* _Task statement_
Word by word and line by line, write out all of the records.

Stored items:

##############################

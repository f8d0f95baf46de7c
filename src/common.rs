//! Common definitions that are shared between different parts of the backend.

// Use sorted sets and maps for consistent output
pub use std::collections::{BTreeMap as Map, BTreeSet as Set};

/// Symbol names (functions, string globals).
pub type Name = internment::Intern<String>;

##############################

* _Solution below_
repository f8d0f95baf46de7c
filename src/common.rs
//! Common definitions that are shared between different parts of the backend.

// Use sorted sets and maps for consistent output
pub use std::collections::{BTreeMap as Map, BTreeSet as Set};

/// Symbol names (functions, string globals).
pub type Name = internment::Intern<String>;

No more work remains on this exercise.